§ Your instructions:
Please filter the data below down to the lines holding the string "LoginOrTeam".

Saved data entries
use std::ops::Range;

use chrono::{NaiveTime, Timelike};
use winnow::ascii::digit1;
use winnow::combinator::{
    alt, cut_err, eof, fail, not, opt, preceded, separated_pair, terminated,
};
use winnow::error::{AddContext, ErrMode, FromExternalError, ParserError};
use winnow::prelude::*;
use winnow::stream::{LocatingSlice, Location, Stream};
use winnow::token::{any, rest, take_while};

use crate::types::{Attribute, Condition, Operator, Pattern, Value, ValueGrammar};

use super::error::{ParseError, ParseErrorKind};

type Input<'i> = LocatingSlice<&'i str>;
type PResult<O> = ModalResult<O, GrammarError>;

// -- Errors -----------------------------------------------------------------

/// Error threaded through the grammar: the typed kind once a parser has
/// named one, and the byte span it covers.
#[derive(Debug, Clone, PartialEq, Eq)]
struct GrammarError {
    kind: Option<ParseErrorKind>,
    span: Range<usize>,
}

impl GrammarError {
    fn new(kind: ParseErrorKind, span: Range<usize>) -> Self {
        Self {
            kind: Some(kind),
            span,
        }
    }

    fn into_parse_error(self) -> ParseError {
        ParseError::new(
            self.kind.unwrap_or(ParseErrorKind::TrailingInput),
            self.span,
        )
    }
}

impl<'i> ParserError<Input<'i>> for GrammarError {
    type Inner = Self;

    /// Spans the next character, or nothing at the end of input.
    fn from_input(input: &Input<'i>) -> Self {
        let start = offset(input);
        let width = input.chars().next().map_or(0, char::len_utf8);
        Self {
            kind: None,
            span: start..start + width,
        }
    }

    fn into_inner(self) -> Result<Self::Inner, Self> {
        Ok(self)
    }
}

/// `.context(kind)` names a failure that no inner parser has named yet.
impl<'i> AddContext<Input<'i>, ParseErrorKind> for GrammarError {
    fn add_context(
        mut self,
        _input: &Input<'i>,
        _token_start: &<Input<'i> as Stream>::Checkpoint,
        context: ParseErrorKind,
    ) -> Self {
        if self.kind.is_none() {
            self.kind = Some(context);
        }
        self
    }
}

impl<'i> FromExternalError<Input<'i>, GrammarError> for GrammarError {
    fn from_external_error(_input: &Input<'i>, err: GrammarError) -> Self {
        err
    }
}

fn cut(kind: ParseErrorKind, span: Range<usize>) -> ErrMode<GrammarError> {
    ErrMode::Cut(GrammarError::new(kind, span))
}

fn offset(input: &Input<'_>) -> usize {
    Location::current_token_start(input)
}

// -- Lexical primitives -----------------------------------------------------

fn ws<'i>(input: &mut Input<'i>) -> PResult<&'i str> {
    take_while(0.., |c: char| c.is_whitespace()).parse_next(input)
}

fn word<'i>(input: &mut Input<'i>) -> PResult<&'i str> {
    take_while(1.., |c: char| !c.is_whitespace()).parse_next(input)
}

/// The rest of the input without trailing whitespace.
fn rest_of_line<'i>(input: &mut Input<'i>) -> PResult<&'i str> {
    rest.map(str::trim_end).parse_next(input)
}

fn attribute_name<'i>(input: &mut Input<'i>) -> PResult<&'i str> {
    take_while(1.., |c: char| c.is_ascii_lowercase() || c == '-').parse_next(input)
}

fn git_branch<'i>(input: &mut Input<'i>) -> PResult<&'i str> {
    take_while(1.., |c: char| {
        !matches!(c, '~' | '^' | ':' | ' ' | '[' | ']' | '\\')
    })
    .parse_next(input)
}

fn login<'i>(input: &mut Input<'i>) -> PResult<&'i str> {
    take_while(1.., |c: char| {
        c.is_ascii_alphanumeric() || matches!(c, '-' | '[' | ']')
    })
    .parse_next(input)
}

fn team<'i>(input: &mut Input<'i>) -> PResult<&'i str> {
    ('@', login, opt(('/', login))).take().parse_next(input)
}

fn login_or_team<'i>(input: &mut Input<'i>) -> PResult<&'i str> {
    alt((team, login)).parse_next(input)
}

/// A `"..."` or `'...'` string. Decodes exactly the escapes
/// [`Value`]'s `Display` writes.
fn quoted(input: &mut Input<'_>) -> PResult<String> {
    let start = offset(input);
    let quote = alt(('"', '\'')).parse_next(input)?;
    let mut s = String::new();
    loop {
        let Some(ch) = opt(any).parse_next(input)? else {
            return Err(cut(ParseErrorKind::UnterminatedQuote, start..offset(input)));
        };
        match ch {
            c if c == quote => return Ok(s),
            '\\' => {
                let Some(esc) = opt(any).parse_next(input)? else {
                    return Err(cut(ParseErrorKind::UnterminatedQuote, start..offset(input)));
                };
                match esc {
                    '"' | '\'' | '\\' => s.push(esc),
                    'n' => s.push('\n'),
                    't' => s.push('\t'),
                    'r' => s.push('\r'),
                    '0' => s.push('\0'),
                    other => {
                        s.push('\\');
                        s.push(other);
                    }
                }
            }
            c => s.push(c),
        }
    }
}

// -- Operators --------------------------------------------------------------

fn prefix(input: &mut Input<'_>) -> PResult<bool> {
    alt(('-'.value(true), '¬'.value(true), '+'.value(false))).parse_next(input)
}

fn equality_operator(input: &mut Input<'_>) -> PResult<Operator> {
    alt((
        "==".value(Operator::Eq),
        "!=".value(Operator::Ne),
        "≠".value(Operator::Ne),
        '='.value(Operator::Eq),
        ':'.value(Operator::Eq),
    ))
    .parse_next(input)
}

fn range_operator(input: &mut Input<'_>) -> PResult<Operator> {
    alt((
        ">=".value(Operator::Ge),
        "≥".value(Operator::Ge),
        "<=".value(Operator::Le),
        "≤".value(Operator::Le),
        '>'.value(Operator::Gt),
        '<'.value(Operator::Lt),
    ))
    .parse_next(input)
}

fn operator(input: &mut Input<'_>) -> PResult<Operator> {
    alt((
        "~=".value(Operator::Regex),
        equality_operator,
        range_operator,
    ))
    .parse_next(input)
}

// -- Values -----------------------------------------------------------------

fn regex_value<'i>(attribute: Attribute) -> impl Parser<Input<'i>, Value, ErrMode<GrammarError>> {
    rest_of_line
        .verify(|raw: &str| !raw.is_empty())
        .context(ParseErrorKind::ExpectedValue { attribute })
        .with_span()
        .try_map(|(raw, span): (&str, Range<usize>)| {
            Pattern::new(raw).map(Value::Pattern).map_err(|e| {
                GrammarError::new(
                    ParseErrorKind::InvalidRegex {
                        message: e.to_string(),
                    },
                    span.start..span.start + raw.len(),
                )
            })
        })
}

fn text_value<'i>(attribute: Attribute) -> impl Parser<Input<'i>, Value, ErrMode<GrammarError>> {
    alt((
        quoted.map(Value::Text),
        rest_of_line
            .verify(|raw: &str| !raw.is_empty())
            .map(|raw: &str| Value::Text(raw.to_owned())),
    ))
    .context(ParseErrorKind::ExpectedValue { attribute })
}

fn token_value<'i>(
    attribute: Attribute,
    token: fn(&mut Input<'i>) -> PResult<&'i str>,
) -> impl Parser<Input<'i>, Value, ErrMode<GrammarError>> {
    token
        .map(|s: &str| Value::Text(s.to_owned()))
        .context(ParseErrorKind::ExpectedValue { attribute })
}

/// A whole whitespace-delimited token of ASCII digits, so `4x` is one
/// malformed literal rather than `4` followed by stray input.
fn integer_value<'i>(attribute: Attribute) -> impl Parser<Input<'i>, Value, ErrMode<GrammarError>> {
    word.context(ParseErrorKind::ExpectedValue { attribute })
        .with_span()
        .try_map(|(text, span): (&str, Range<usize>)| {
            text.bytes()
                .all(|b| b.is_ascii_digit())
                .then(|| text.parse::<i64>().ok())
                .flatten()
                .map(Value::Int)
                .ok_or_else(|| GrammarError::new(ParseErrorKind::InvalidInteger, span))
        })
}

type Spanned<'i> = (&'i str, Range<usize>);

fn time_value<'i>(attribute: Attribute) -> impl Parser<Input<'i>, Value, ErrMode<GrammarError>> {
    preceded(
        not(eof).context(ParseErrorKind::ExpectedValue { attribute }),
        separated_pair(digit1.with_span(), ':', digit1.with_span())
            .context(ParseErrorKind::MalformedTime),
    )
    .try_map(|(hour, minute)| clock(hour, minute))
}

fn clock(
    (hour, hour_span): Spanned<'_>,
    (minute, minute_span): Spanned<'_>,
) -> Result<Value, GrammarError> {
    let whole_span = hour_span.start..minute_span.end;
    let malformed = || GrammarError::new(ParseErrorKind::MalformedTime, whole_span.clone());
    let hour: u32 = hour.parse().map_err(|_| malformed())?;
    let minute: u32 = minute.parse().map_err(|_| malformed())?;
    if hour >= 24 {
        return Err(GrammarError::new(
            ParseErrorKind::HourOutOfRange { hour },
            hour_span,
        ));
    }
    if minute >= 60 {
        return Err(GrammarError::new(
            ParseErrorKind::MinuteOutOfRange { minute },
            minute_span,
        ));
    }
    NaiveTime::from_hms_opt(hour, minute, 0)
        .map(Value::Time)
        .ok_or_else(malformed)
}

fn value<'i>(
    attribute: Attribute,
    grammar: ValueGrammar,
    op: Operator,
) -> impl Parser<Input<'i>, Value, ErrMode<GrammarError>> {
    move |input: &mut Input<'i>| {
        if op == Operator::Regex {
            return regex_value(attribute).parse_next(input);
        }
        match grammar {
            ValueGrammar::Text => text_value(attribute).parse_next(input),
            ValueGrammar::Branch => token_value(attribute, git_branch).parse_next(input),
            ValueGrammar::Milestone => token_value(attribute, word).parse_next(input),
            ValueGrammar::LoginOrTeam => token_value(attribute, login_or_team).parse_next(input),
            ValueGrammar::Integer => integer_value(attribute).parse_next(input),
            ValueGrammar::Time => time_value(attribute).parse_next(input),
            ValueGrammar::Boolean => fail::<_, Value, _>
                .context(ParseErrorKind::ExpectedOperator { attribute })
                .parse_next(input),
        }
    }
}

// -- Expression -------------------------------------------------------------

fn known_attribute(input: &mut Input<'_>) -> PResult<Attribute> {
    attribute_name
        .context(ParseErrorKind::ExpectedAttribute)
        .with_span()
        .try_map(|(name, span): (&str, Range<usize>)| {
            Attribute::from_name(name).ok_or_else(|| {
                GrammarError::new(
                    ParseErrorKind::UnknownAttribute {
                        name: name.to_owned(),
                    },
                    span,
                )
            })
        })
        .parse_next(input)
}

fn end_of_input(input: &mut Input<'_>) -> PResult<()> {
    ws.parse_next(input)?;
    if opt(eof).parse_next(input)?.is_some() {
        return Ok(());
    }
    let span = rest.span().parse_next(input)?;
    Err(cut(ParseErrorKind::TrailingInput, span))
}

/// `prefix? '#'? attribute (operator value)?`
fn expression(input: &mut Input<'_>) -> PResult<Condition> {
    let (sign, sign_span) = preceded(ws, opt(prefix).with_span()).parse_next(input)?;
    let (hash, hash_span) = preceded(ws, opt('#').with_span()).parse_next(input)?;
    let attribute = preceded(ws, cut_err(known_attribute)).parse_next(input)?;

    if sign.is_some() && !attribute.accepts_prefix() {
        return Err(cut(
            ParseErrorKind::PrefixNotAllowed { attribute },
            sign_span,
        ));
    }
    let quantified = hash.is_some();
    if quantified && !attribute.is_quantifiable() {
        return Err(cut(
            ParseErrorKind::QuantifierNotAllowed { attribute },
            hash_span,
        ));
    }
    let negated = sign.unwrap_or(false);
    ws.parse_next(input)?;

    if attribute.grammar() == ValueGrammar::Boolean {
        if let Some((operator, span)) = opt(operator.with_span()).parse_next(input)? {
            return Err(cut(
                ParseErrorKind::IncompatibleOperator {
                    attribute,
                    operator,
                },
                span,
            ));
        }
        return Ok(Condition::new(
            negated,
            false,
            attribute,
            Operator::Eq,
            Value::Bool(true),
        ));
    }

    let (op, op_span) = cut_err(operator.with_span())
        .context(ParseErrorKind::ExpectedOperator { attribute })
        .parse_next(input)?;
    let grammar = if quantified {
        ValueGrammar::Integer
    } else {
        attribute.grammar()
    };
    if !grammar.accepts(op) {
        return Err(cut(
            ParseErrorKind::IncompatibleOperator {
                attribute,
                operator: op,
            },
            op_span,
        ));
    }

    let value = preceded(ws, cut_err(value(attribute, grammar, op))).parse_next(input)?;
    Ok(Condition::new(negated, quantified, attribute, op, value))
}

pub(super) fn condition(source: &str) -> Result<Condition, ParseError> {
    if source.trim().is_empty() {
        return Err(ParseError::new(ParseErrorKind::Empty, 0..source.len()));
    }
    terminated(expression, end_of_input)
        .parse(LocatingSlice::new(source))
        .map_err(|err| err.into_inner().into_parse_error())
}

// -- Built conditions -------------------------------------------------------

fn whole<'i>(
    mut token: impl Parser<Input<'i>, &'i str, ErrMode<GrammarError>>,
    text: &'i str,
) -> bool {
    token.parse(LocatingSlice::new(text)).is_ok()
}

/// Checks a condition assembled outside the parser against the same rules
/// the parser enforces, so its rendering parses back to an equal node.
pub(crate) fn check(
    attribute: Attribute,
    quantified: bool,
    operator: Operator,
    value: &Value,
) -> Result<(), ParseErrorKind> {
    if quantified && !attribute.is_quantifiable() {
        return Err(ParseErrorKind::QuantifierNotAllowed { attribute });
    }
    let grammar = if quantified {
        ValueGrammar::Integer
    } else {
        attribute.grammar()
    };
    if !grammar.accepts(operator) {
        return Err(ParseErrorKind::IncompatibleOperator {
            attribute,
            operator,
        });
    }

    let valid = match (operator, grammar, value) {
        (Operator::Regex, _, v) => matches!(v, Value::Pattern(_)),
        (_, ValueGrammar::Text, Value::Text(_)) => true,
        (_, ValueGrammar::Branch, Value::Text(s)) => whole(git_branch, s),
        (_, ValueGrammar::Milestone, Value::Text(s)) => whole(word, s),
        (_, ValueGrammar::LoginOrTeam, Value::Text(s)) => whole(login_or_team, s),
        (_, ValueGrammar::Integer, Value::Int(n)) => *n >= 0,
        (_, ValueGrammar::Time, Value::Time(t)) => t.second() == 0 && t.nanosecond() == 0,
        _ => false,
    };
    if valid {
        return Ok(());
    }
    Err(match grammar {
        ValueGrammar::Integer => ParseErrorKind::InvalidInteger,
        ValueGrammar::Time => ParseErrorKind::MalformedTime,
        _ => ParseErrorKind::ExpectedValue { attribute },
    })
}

§ Your response:
            ValueGrammar::LoginOrTeam => token_value(attribute, login_or_team).parse_next(input),
        (_, ValueGrammar::LoginOrTeam, Value::Text(s)) => whole(login_or_team, s),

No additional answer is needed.